ISBN-13: 9788126511112

DOWNLOAD EBOOK

This book provides a unique framework for understanding signal processing of biomedical signals and what it tells us about signal sources and their behavior in response to perturbation. Using a modeling-based approach, the author shows how to perform signal processing by developing and manipulating a model of the signal source, providing a logical, coherent basis for recognizing signal types and for tackling the special challenges posed by biomedical signals-including the effects of noise on the signal, changes in basic properties, or the fact that these signals contain large stochastic components and may even be fractal or chaotic. Each chapter begins with a detailed biomedical example, illustrating the methods under discussion and highlighting the interconnection between the theoretical concepts and applications. · The Nature of Biomedical Signals· Memory and Correlation· The Impulse Response· Frequency Response· Modeling Continuous-Time Signals as Sums of Sine Waves· Responses of Linear Continuous-Time Filters to Arbitrary Inputs· Modeling Signals as Sums of Discrete-Time Sine Waves· Noise Removal and Signal Compensation· Modeling Stochastic Signals as Filtered White Noise· Scaling and Long-Term Memory· Nonlinear Models of Signals· Assessing Stationarity and Reproducibility


Digital Signal Processing Using MATLAB for Students and Researchers

Digital Signal Processing Using MATLAB for Students and Researchers

Author: John W. Leis

Publisher: John Wiley & Sons

Published: 2011-10-14

Total Pages: 352

ISBN-13: 1118033809

DOWNLOAD EBOOK

Quickly Engages in Applying Algorithmic Techniques to Solve Practical Signal Processing Problems With its active, hands-on learning approach, this text enables readers to master the underlying principles of digital signal processing and its many applications in industries such as digital television, mobile and broadband communications, and medical/scientific devices. Carefully developed MATLAB® examples throughout the text illustrate the mathematical concepts and use of digital signal processing algorithms. Readers will develop a deeper understanding of how to apply the algorithms by manipulating the codes in the examples to see their effect. Moreover, plenty of exercises help to put knowledge into practice solving real-world signal processing challenges. Following an introductory chapter, the text explores: Sampled signals and digital processing Random signals Representing signals and systems Temporal and spatial signal processing Frequency analysis of signals Discrete-time filters and recursive filters Each chapter begins with chapter objectives and an introduction.

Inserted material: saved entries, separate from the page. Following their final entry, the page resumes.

use chrono::{DateTime, Local};
use serde::{Deserialize, Serialize};
use std::path::PathBuf;

/// A source file as seen by change detection: base name and modification time
/// in fractional seconds since the Unix epoch.
#[derive(Debug, Clone, PartialEq, Serialize, Deserialize)]
pub struct DocumentStamp {
    pub name: String,
    pub modified: f64,
}

/// Column-oriented chunk rows for one document, ready to be paired with
/// embeddings and inserted.
#[derive(Debug, Clone, Default, PartialEq, Serialize, Deserialize)]
pub struct ChunkBatch {
    pub texts: Vec<String>,
    pub document_names: Vec<String>,
    pub mod_times: Vec<f64>,
}

impl ChunkBatch {
    pub fn for_document(stamp: &DocumentStamp, texts: Vec<String>) -> Self {
        let count = texts.len();
        Self {
            texts,
            document_names: vec![stamp.name.clone(); count],
            mod_times: vec![stamp.modified; count],
        }
    }

    pub fn len(&self) -> usize {
        self.texts.len()
    }

    pub fn is_empty(&self) -> bool {
        self.texts.is_empty()
    }
}

#[derive(Debug, Clone, Copy, PartialEq, Eq, Serialize, Deserialize)]
pub enum CollectionState {
    Absent,
    Created,
    Loaded,
}

#[derive(Debug, Clone, Copy, PartialEq, Serialize, Deserialize)]
pub enum ProcessDecision {
    /// The file does not exist.
    Missing,
    /// No stored rows for this name.
    Insert { modified: f64 },
    /// Stored rows were older and have been deleted and flushed.
    Replace { modified: f64 },
    /// Stored rows are at least as new as the file.
    Unchanged,
}

impl ProcessDecision {
    pub fn should_process(&self) -> bool {
        matches!(self, Self::Insert { .. } | Self::Replace { .. })
    }

    pub fn modified(&self) -> Option<f64> {
        match self {
            Self::Insert { modified } | Self::Replace { modified } => Some(*modified),
            Self::Missing | Self::Unchanged => None,
        }
    }
}

#[derive(Debug, Clone, PartialEq, Serialize, Deserialize)]
pub enum FileOutcome {
    Missing,
    Unchanged,
    /// Extraction succeeded but produced no text.
    Empty { replaced: bool },
    Indexed { chunks: usize, replaced: bool },
}

#[derive(Debug, Clone, PartialEq, Serialize, Deserialize)]
pub struct SearchHit {
    pub id: i64,
    pub score: f32,
    pub document_name: String,
    pub text: String,
    pub modified: f64,
}

#[derive(Debug, Clone)]
pub struct SkippedPdf {
    pub path: PathBuf,
    pub reason: String,
}

#[derive(Debug, Default)]
pub struct IndexReport {
    pub discovered: usize,
    pub indexed: usize,
    pub replaced: usize,
    pub unchanged: usize,
    pub empty: usize,
    pub missing: usize,
    pub rows_inserted: usize,
    pub failed: Vec<SkippedPdf>,
}

impl IndexReport {
    /// Files that went through extraction and insertion on this run.
    pub fn processed(&self) -> usize {
        self.indexed + self.empty
    }

    pub fn record(&mut self, outcome: &FileOutcome) {
        match outcome {
            FileOutcome::Missing => self.missing += 1,
            FileOutcome::Unchanged => self.unchanged += 1,
            FileOutcome::Empty { replaced } => {
                self.empty += 1;
                if *replaced {
                    self.replaced += 1;
                }
            }
            FileOutcome::Indexed { chunks, replaced } => {
                self.indexed += 1;
                self.rows_inserted += chunks;
                if *replaced {
                    self.replaced += 1;
                }
            }
        }
    }
}

/// Formats a stored modification time in local time, `YYYY-MM-DD HH:MM:SS`.
pub fn format_mod_time(modified: f64) -> String {
    let seconds = modified.floor();
    let nanos = ((modified - seconds) * 1e9) as u32;
    match DateTime::from_timestamp(seconds as i64, nanos.min(999_999_999)) {
        Some(utc) => utc
            .with_timezone(&Local)
            .format("%Y-%m-%d %H:%M:%S")
            .to_string(),
        None => format!("{modified}"),
    }
}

A summary at the end of each chapter ensures that one has mastered all the key concepts and techniques before progressing in the text. Lastly, appendices listing selected web resources, research papers, and related textbooks enable the investigation of individual topics in greater depth. Upon completion of this text, readers will understand how to apply key algorithmic techniques to address practical signal processing problems as well as develop their own signal processing algorithms. Moreover, the text provides a solid foundation for evaluating and applying new digital processing signal techniques as they are developed.